I think prior to Sandy Bridge a flag read after a variable shift caused a flag stall that blocked the read from executing until the shift retired.

Nehalem didn't need a third source to process the flags because the flags never passed through the instruction. It gauranteed a flag stall instead.

I found confirmation on this when checking Intel's optimization manual: If Core2/Nehalem reads any flags produced by a shift with an immediate or cl count:

The front end stalls until the instruction is retired. That would make shr %cl, %edi / cmove REALLY bad, if the cmov can't even issue until the shift retires. So don't even think about it for -mtune=generic, but that doesn't rule it out for -mtune=sandybridge, which handles it totally differently.

The shift-by-1 opcode has special support, and does always produce flag outputs that other uops can have a data dependency on, so normal shift-bits-into-CF loops aren't horrible.

See my update to https://stackoverflow.com/questions/36510095/inc-instruction-vs-add-1-does-it-matter/36510865#36510865 for more details and links.

Related fun fact: variable-count shifts are 3 uops on SnB-family, but according to Intel's optimization manual: When the flag result is not needed, one of these micro-ops may be discarded, providing better performance in many common usages.

But it can't be discarded until after its issued, so the front-end bandwidth is already spent. It may still be better to use the shift's flag results if you want them, instead of needing yet another instruction, if the false dependency on flags before the shift isn't a problem.

topperc commented 7 years ago

I think prior to Sandy Bridge a flag read after a variable shift caused a flag stall that blocked the read from executing until the shift retired.

Nehalem didn't need a third source to process the flags because the flags never passed through the instruction. It gauranteed a flag stall instead.

llvmbot commented 7 years ago

Also note, that more recently we use the BMI2 shifts instead which don't update the flags at all.

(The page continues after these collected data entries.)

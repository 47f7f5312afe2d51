//! askdb - guarded natural-language analytics over a read-only store.
//!
//! Pipeline stages:
//! - Policy prefilter on the raw question (no external calls)
//! - LLM translation of the question into a candidate SQL query
//! - Lexical safety validation (read-only, single statement)
//! - Bounded execution against SQLite
//! - Heuristic diagnosis from `EXPLAIN QUERY PLAN` plus timing
//!
//! Can be used as:
//! - Library (`askdb::pipeline::Pipeline`)
//! - CLI (`askdb ask "Which 5 stores have the lowest average rating?"`)

pub mod types;
pub mod config;
pub mod guard;
pub mod llm;
pub mod schema;
pub mod store;
pub mod analyze;
pub mod pipeline;
pub mod otel;
pub mod render;

pub use config::Config;
pub use pipeline::{Pipeline, PipelineRequest, PipelineResponse, TerminalStatus};
pub use types::{AskError, Result};
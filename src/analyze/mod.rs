//! Performance diagnosis from the store's execution plan.
//!
//! Notes are advisory and approximate. Static plan notes come first, then
//! timing notes once the query has actually run.

pub mod plan;
pub mod timing;

use crate::store::{PlanStep, QueryStore};
use serde::{Deserialize, Serialize};
use std::time::Duration;

pub use plan::analyze_plan;
pub use timing::append_timing_notes;

/// Execution plan plus the notes derived from it.
#[derive(Debug, Clone, Default, PartialEq, Serialize, Deserialize)]
pub struct Diagnosis {
    pub plan: Vec<PlanStep>,
    pub notes: Vec<String>,
}

/// Explain `sql` and derive plan notes.
///
/// Never fails: an explain error becomes a single
/// `"Could not analyze query plan: <reason>"` note with an empty plan.
pub async fn diagnose(store: &dyn QueryStore, sql: &str, explain_timeout: Duration) -> Diagnosis {
    match store.explain(sql, explain_timeout).await {
        Ok(plan) => {
            let notes = analyze_plan(&plan, sql);
            tracing::debug!(steps = plan.len(), notes = notes.len(), "query plan analyzed");
            Diagnosis { plan, notes }
        }
        Err(err) => {
            tracing::warn!(error = %err, "explain failed");
            Diagnosis {
                plan: Vec::new(),
                notes: vec![format!("Could not analyze query plan: {}", err)],
            }
        }
    }
}

#[cfg(test)]
mod tests {
    use super::*;
    use crate::store::RowSet;
    use crate::types::{AskError, Result};
    use async_trait::async_trait;

    struct PlanOnly(Result<Vec<PlanStep>>);

    #[async_trait]
    impl QueryStore for PlanOnly {
        async fn query(&self, _sql: &str, _timeout: Duration) -> Result<RowSet> {
            Ok(RowSet::default())
        }

        async fn explain(&self, _sql: &str, _timeout: Duration) -> Result<Vec<PlanStep>> {
            match &self.0 {
                Ok(plan) => Ok(plan.clone()),
                Err(e) => Err(AskError::ExecutionOperationalError(e.to_string())),
            }
        }

        async fn describe_schema(&self) -> Result<String> {
            Ok(String::new())
        }
    }

    #[tokio::test]
    async fn test_diagnose_full_scan() {
        let store = PlanOnly(Ok(vec![PlanStep::new(2, 0, "SCAN reviews")]));
        let diagnosis = diagnose(&store, "SELECT * FROM reviews", Duration::from_secs(1)).await;
        assert_eq!(diagnosis.plan.len(), 1);
        assert!(diagnosis.notes[0].starts_with("Full table scan detected"));
    }

    #[tokio::test]
    async fn test_diagnose_explain_failure() {
        let store = PlanOnly(Err(AskError::ExecutionOperationalError(
            "no such table: nope".into(),
        )));
        let diagnosis = diagnose(&store, "SELECT * FROM nope", Duration::from_secs(1)).await;
        assert!(diagnosis.plan.is_empty());
        assert_eq!(diagnosis.notes.len(), 1);
        assert!(diagnosis.notes[0].starts_with("Could not analyze query plan:"));
        assert!(diagnosis.notes[0].contains("no such table"));
    }
}
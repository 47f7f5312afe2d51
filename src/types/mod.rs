//! Core data types for askdb.
//!
//! - `AskError`: error taxonomy for every pipeline stage
//! - `Value` / `Row`: typed result cells and column-aligned rows
//! - `Result`: convenient result type alias

pub mod error;
pub mod value;

pub use error::{AskError, Result};
pub use value::{Row, Value};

shrx / test / cmov may still be a win over mov ecx,edi / shr r,cl / cmov.

First by potentially saving mov instructions (non-destructive for i, and doesn't need the count in cl).

Second, because variable-count shl/shr/sar on Intel SnB-family are 3 uops: 1 for the actual shift, and 2 flag-handling uops. The flag-latency of SHR is 2c for input_flags -> output_flags (http://www.agner.org/optimize/blog/read.php?i=415#860), but here we're more interested in the latency from r and cl to output_flags.

Anyway, shr r32,cl is 3 uops for p06, but shrx + test is only 2 uops (and the TEST can run on any port). It loses on code-size, but could win on throughput if issue bandwidth is the bottleneck and larger code-size doesn't hurt uop-cache fetch or cause L1I misses.

Variable-count shifts are worse in Intel SnB-family than they were in Core2/Nehalem; IDK how they managed to make SHR r,cl a single-uop instruction there, since it still needs to preserve flags if cl is zero. But a uop can't have more than 2 inputs (until Haswell for FMA, and Broadwell for adc/cmov and a couple other things beyond FMA). This means it can be a good idea to use SHRX when available, even if you could use SHR with no extra MOV instructions.

Anyway, if I get around to it, I'll test Skylake's SHR latency from r,cl to output flags. If it's 1c, then that's lower latency than shrx/test and SHR might be a win when we can use its ZF output. (But still keep in mind that SHR still has a dependency on the input flags in cases where you know cl is non-zero, because the hardware still doesn't.)

If branching on the flags, test/jcc macro-fuses (on AMD and Intel), so SHR/JCC is only a small code-size saving vs. SHR/TEST/JCC. There's no saving in uops anywhere, except on CPUs like Intel pre-SnB which don't try hard in the decoders to fuse TEST/JCC across a decode-group.

re: cmpl $128, %edi vs. shr 0x7,%edi:

Immediate shifts are not problematic, only variable-count. So I think using flags from that destructive SHR is a good thing for setcc/cmovcc (but not jcc because it can't macro-fuse). If there's a lot of pressure on the shift ports (p0/p6 on Skylake), then CMP is good because it can run on any port. If the shift count was any lower, the CMP immediate would fit in an imm8, making it the clearly better choice (assuming you don't want the integer shift or sub result, only flags).

topperc commented 7 years ago

We do fold immediate non-zero shifts using isDefConvertible from X86InstrInfo.cpp.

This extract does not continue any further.